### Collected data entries
──────

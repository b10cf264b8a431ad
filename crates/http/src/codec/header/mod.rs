//! HTTP header processing for requests (decoding) and responses (encoding).
//!
//! - [`HeaderDecoder`]: parses the request line and header fields, enforcing size limits and
//!   deciding how the payload is framed
//! - [`HeaderEncoder`]: writes the status line and header fields of a response

mod header_decoder;
mod header_encoder;

pub use header_decoder::HeaderDecoder;
pub use header_encoder::HeaderEncoder;
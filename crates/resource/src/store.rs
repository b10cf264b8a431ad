//! The resource store: every resource of a running server, keyed by uri.
//!
//! The map is guarded as a whole by a reader/writer lock, and every [`Resource`] guards its own
//! mutable state with another one. Values are immutable [`Bytes`] replaced wholesale, so a
//! reader holding a value never sees it change underneath.

use std::collections::BTreeMap;
use std::fmt;
use std::sync::Arc;
use std::sync::atomic::{AtomicBool, Ordering};

use bytes::Bytes;
use parking_lot::RwLock;
use thiserror::Error;
use tracing::debug;

use crate::media_type::MediaType;
use crate::methods::Methods;
use crate::relay::ResourceCallback;
use crate::value::{IntegerEncoding, ResourceValue};

#[derive(Debug, Clone, PartialEq, Eq, Error)]
pub enum StoreError {
    #[error("resource {uri} already exists")]
    AlreadyExists { uri: String },

    #[error("resource {uri} not found")]
    NotFound { uri: String },
}

impl StoreError {
    pub fn already_exists<S: ToString>(uri: S) -> Self {
        Self::AlreadyExists { uri: uri.to_string() }
    }

    pub fn not_found<S: ToString>(uri: S) -> Self {
        Self::NotFound { uri: uri.to_string() }
    }
}

/// A uri addressable value.
pub struct Resource {
    uri: Arc<str>,
    attached: AtomicBool,
    state: RwLock<ResourceState>,
}

struct ResourceState {
    value: Bytes,
    media_type: MediaType,
    /// Methods currently routed to the dispatcher on the transport.
    routed: Methods,
    callback: Option<Arc<dyn ResourceCallback>>,
    callback_methods: Methods,
}

impl fmt::Debug for Resource {
    fn fmt(&self, f: &mut fmt::Formatter<'_>) -> fmt::Result {
        let state = self.state.read();
        f.debug_struct("Resource")
            .field("uri", &self.uri)
            .field("attached", &self.is_attached())
            .field("media_type", &state.media_type)
            .field("value_len", &state.value.len())
            .field("routed", &state.routed)
            .field("callback_methods", &state.callback_methods)
            .finish()
    }
}

impl Resource {
    fn new(uri: Arc<str>, value: Bytes, media_type: MediaType) -> Self {
        Self {
            uri,
            attached: AtomicBool::new(true),
            state: RwLock::new(ResourceState {
                value,
                media_type,
                routed: Methods::NONE,
                callback: None,
                callback_methods: Methods::NONE,
            }),
        }
    }

    pub fn uri(&self) -> &str {
        &self.uri
    }

    pub fn shared_uri(&self) -> Arc<str> {
        Arc::clone(&self.uri)
    }

    pub fn value(&self) -> Bytes {
        self.state.read().value.clone()
    }

    pub fn media_type(&self) -> MediaType {
        self.state.read().media_type
    }

    /// Media type and value read under one lock.
    pub fn snapshot(&self) -> (MediaType, Bytes) {
        let state = self.state.read();
        (state.media_type, state.value.clone())
    }

    /// Whether the resource is still part of its store.
    pub fn is_attached(&self) -> bool {
        self.attached.load(Ordering::Acquire)
    }

    pub fn routed(&self) -> Methods {
        self.state.read().routed
    }

    pub fn callback_methods(&self) -> Methods {
        self.state.read().callback_methods
    }

    /// The callback to notify for a request with `method`, if one is bound.
    pub fn callback_for(&self, method: Methods) -> Option<Arc<dyn ResourceCallback>> {
        let state = self.state.read();
        if state.callback_methods.intersects(method) { state.callback.clone() } else { None }
    }

    /// Applies an accepted POST: the media type and the value change together.
    pub(crate) fn apply_post(&self, media_type: Option<MediaType>, value: Option<Bytes>) {
        let old_value = {
            let mut state = self.state.write();
            if let Some(media_type) = media_type {
                state.media_type = media_type;
            }
            value.map(|value| std::mem::replace(&mut state.value, value))
        };
        // the previous buffer goes away outside the lock
        drop(old_value);
    }

    pub(crate) fn replace_value(&self, value: Bytes) {
        let old_value = std::mem::replace(&mut self.state.write().value, value);
        drop(old_value);
    }

    pub(crate) fn set_routed(&self, routed: Methods) {
        self.state.write().routed = routed;
    }

    pub(crate) fn bind_callback(&self, methods: Methods, callback: Arc<dyn ResourceCallback>, newly_routed: Methods) {
        let mut state = self.state.write();
        state.routed |= newly_routed;
        state.callback_methods |= methods;
        state.callback = Some(callback);
    }

    pub(crate) fn unbind_callback(&self, methods: Methods, unrouted: Methods) {
        let mut state = self.state.write();
        state.routed = state.routed.difference(unrouted);
        state.callback_methods = state.callback_methods.difference(methods);
        if state.callback_methods.is_empty() {
            state.callback = None;
        }
    }

    fn detach(&self) {
        self.attached.store(false, Ordering::Release);
        let mut state = self.state.write();
        state.routed = Methods::NONE;
        state.callback_methods = Methods::NONE;
        state.callback = None;
    }
}

pub struct ResourceStore {
    resources: RwLock<BTreeMap<Arc<str>, Arc<Resource>>>,
    encoding: IntegerEncoding,
}

impl fmt::Debug for ResourceStore {
    fn fmt(&self, f: &mut fmt::Formatter<'_>) -> fmt::Result {
        f.debug_struct("ResourceStore").field("encoding", &self.encoding).field("resources", &self.resources.read().keys()).finish()
    }
}

impl Default for ResourceStore {
    fn default() -> Self {
        Self::new(IntegerEncoding::default())
    }
}

impl ResourceStore {
    pub fn new(encoding: IntegerEncoding) -> Self {
        Self { resources: RwLock::new(BTreeMap::new()), encoding }
    }

    pub fn encoding(&self) -> IntegerEncoding {
        self.encoding
    }

    /// Exact lookup by uri.
    pub fn find(&self, uri: &str) -> Option<Arc<Resource>> {
        self.resources.read().get(uri).cloned()
    }

    pub fn contains(&self, uri: &str) -> bool {
        self.resources.read().contains_key(uri)
    }

    pub fn len(&self) -> usize {
        self.resources.read().len()
    }

    pub fn is_empty(&self) -> bool {
        self.resources.read().is_empty()
    }

    /// Creates a resource, a missing value becomes a single zero byte.
    pub fn add(&self, uri: &str, value: Option<ResourceValue>, media_type: MediaType) -> Result<Arc<Resource>, StoreError> {
        // encode before taking the lock
        let value = value.unwrap_or_default().encode(self.encoding);

        let mut resources = self.resources.write();
        if resources.contains_key(uri) {
            return Err(StoreError::already_exists(uri));
        }

        let uri: Arc<str> = Arc::from(uri);
        let resource = Arc::new(Resource::new(Arc::clone(&uri), value, media_type));
        resources.insert(uri, Arc::clone(&resource));

        debug!(uri = resource.uri(), %media_type, "added resource");
        Ok(resource)
    }

    /// Unlinks a resource; outstanding references see it as detached.
    pub fn remove(&self, uri: &str) -> Result<Arc<Resource>, StoreError> {
        let resource = self.resources.write().remove(uri).ok_or_else(|| StoreError::not_found(uri))?;
        resource.detach();

        debug!(uri, "removed resource");
        Ok(resource)
    }

    /// Replaces the value of `resource`, encoding integers with the store's encoding.
    pub fn update_value(&self, resource: &Resource, value: ResourceValue) {
        resource.replace_value(value.encode(self.encoding));
    }

    /// Removes and detaches every resource.
    pub fn drain(&self) -> Vec<Arc<Resource>> {
        let resources = std::mem::take(&mut *self.resources.write());
        resources
            .into_values()
            .inspect(|resource| resource.detach())
            .collect()
    }
}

──────

### EXERCISE PROMPT
Write out every line from the entries where "Ordering" appears.

### WRITTEN SOLUTION
use std::sync::atomic::{AtomicBool, Ordering};
        self.attached.load(Ordering::Acquire)
        self.attached.store(false, Ordering::Release);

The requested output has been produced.